◆ ENTRIES SUPPLIED:
::::::::

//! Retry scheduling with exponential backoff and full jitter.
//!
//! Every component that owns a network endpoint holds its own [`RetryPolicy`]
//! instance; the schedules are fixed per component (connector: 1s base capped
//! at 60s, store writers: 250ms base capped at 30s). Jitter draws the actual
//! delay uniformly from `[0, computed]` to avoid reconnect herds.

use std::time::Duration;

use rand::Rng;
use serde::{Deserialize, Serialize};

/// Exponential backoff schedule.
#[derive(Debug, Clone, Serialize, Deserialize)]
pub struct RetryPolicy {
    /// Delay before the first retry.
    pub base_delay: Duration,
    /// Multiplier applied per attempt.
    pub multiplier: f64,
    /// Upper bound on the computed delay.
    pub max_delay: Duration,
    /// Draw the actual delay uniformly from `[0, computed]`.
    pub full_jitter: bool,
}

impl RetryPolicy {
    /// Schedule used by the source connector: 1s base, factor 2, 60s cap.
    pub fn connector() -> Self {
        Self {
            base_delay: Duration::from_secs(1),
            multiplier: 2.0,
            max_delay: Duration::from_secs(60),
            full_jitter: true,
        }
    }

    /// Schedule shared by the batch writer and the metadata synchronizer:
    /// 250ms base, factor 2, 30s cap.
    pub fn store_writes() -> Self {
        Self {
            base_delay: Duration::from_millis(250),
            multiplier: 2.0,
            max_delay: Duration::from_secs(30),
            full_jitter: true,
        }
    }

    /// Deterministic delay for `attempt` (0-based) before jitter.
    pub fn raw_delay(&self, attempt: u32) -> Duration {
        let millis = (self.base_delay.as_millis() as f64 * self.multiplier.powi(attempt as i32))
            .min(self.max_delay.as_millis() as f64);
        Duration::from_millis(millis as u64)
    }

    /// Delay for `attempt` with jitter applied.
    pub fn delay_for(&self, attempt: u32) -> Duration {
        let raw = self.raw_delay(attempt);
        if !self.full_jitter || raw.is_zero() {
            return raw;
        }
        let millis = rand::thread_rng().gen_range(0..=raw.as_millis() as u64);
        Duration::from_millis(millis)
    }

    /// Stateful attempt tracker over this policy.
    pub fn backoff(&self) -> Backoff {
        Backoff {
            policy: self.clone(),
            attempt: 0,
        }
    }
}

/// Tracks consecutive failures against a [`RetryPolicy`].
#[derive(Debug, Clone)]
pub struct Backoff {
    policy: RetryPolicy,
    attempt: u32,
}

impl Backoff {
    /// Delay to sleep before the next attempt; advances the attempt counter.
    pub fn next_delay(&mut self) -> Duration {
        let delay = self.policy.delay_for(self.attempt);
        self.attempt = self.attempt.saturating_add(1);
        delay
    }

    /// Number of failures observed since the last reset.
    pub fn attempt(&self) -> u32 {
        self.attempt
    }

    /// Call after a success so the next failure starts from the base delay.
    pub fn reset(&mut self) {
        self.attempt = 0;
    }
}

::::::::

◆ WHAT THIS TASK INVOLVES:
Please reproduce the data as it was given, with every line exact.

◆ RESPONSE TO THIS EXERCISE:
//! Retry scheduling with exponential backoff and full jitter.
//!
//! Every component that owns a network endpoint holds its own [`RetryPolicy`]
//! instance; the schedules are fixed per component (connector: 1s base capped
//! at 60s, store writers: 250ms base capped at 30s). Jitter draws the actual
//! delay uniformly from `[0, computed]` to avoid reconnect herds.

use std::time::Duration;

use rand::Rng;
use serde::{Deserialize, Serialize};

/// Exponential backoff schedule.
#[derive(Debug, Clone, Serialize, Deserialize)]
pub struct RetryPolicy {
    /// Delay before the first retry.
    pub base_delay: Duration,
    /// Multiplier applied per attempt.
    pub multiplier: f64,
    /// Upper bound on the computed delay.
    pub max_delay: Duration,
    /// Draw the actual delay uniformly from `[0, computed]`.
    pub full_jitter: bool,
}

impl RetryPolicy {
    /// Schedule used by the source connector: 1s base, factor 2, 60s cap.
    pub fn connector() -> Self {
        Self {
            base_delay: Duration::from_secs(1),
            multiplier: 2.0,
            max_delay: Duration::from_secs(60),
            full_jitter: true,
        }
    }

    /// Schedule shared by the batch writer and the metadata synchronizer:
    /// 250ms base, factor 2, 30s cap.
    pub fn store_writes() -> Self {
        Self {
            base_delay: Duration::from_millis(250),
            multiplier: 2.0,
            max_delay: Duration::from_secs(30),
            full_jitter: true,
        }
    }

    /// Deterministic delay for `attempt` (0-based) before jitter.
    pub fn raw_delay(&self, attempt: u32) -> Duration {
        let millis = (self.base_delay.as_millis() as f64 * self.multiplier.powi(attempt as i32))
            .min(self.max_delay.as_millis() as f64);
        Duration::from_millis(millis as u64)
    }

    /// Delay for `attempt` with jitter applied.
    pub fn delay_for(&self, attempt: u32) -> Duration {
        let raw = self.raw_delay(attempt);
        if !self.full_jitter || raw.is_zero() {
            return raw;
        }
        let millis = rand::thread_rng().gen_range(0..=raw.as_millis() as u64);
        Duration::from_millis(millis)
    }

    /// Stateful attempt tracker over this policy.
    pub fn backoff(&self) -> Backoff {
        Backoff {
            policy: self.clone(),
            attempt: 0,
        }
    }
}

/// Tracks consecutive failures against a [`RetryPolicy`].
#[derive(Debug, Clone)]
pub struct Backoff {
    policy: RetryPolicy,
    attempt: u32,
}

impl Backoff {
    /// Delay to sleep before the next attempt; advances the attempt counter.
    pub fn next_delay(&mut self) -> Duration {
        let delay = self.policy.delay_for(self.attempt);
        self.attempt = self.attempt.saturating_add(1);
        delay
    }

    /// Number of failures observed since the last reset.
    pub fn attempt(&self) -> u32 {
        self.attempt
    }

    /// Call after a success so the next failure starts from the base delay.
    pub fn reset(&mut self) {
        self.attempt = 0;
    }
}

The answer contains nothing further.